## Exercise objective
Write out exactly the lines of the entries below from the one holding "use leptos::prelude::*;" to the one holding "the session, and", inclusive, and leave out all other lines.

*** Records

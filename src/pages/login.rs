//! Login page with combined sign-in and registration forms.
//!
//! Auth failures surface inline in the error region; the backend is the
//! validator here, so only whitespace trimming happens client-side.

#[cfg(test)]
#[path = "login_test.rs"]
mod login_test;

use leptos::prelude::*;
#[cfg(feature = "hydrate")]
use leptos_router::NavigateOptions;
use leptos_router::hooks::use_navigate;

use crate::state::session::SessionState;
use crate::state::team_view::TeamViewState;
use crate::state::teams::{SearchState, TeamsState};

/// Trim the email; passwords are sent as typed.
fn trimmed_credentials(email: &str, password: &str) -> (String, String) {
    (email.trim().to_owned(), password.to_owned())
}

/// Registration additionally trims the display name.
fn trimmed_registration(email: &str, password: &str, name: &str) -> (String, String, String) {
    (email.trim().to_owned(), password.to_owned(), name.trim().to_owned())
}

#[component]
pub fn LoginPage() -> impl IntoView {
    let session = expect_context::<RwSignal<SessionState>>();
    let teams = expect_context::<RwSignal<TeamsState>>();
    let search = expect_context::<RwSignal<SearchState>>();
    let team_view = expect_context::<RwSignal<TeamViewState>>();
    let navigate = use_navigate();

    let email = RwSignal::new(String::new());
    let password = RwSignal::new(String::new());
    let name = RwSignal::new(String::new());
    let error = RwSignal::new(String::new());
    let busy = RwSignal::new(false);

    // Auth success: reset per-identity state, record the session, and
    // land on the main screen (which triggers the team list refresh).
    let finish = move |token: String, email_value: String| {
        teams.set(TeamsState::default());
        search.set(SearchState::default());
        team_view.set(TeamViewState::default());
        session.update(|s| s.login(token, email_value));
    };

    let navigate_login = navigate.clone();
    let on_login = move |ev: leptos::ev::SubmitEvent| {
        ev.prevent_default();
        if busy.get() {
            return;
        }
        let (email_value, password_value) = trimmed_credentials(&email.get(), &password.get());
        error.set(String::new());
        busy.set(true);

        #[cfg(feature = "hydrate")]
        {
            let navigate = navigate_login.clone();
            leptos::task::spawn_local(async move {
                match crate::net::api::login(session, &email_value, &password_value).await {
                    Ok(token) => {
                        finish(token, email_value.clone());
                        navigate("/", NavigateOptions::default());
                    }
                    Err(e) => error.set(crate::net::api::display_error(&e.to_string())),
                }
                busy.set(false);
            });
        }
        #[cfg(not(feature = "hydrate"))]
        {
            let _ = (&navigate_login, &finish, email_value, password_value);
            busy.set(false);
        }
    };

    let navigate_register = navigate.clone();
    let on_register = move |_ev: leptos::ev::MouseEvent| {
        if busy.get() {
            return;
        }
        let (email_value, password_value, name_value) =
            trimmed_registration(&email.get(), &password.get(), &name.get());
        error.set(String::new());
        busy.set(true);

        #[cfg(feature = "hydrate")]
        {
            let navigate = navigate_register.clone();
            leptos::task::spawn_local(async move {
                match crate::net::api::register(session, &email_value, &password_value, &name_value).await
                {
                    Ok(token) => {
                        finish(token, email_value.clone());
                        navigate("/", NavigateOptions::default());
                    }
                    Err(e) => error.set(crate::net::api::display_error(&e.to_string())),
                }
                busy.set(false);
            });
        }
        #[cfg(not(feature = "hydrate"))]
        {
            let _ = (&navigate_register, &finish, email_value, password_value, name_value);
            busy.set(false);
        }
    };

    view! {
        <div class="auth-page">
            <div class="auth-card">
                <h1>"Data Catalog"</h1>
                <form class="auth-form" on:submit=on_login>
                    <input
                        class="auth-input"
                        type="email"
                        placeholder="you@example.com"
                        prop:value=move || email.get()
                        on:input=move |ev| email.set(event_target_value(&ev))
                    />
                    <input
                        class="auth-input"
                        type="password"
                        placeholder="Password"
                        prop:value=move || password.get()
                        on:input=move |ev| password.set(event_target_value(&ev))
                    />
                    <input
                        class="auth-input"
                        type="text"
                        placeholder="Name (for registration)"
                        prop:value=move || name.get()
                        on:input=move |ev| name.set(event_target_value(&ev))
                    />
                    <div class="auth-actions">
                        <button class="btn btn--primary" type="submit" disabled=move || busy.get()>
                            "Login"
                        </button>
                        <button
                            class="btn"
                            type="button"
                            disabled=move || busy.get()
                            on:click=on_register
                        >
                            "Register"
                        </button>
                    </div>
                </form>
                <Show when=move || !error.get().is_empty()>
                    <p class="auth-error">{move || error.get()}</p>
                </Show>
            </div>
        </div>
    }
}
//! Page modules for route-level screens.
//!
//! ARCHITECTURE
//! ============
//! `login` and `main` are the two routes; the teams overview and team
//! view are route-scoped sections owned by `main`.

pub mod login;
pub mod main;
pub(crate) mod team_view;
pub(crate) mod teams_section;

******

## Task solution
use leptos::prelude::*;
#[cfg(feature = "hydrate")]
use leptos_router::NavigateOptions;
use leptos_router::hooks::use_navigate;

use crate::state::session::SessionState;
use crate::state::team_view::TeamViewState;
use crate::state::teams::{SearchState, TeamsState};

/// Trim the email; passwords are sent as typed.
fn trimmed_credentials(email: &str, password: &str) -> (String, String) {
    (email.trim().to_owned(), password.to_owned())
}

/// Registration additionally trims the display name.
fn trimmed_registration(email: &str, password: &str, name: &str) -> (String, String, String) {
    (email.trim().to_owned(), password.to_owned(), name.trim().to_owned())
}

#[component]
pub fn LoginPage() -> impl IntoView {
    let session = expect_context::<RwSignal<SessionState>>();
    let teams = expect_context::<RwSignal<TeamsState>>();
    let search = expect_context::<RwSignal<SearchState>>();
    let team_view = expect_context::<RwSignal<TeamViewState>>();
    let navigate = use_navigate();

    let email = RwSignal::new(String::new());
    let password = RwSignal::new(String::new());
    let name = RwSignal::new(String::new());
    let error = RwSignal::new(String::new());
    let busy = RwSignal::new(false);

    // Auth success: reset per-identity state, record the session, and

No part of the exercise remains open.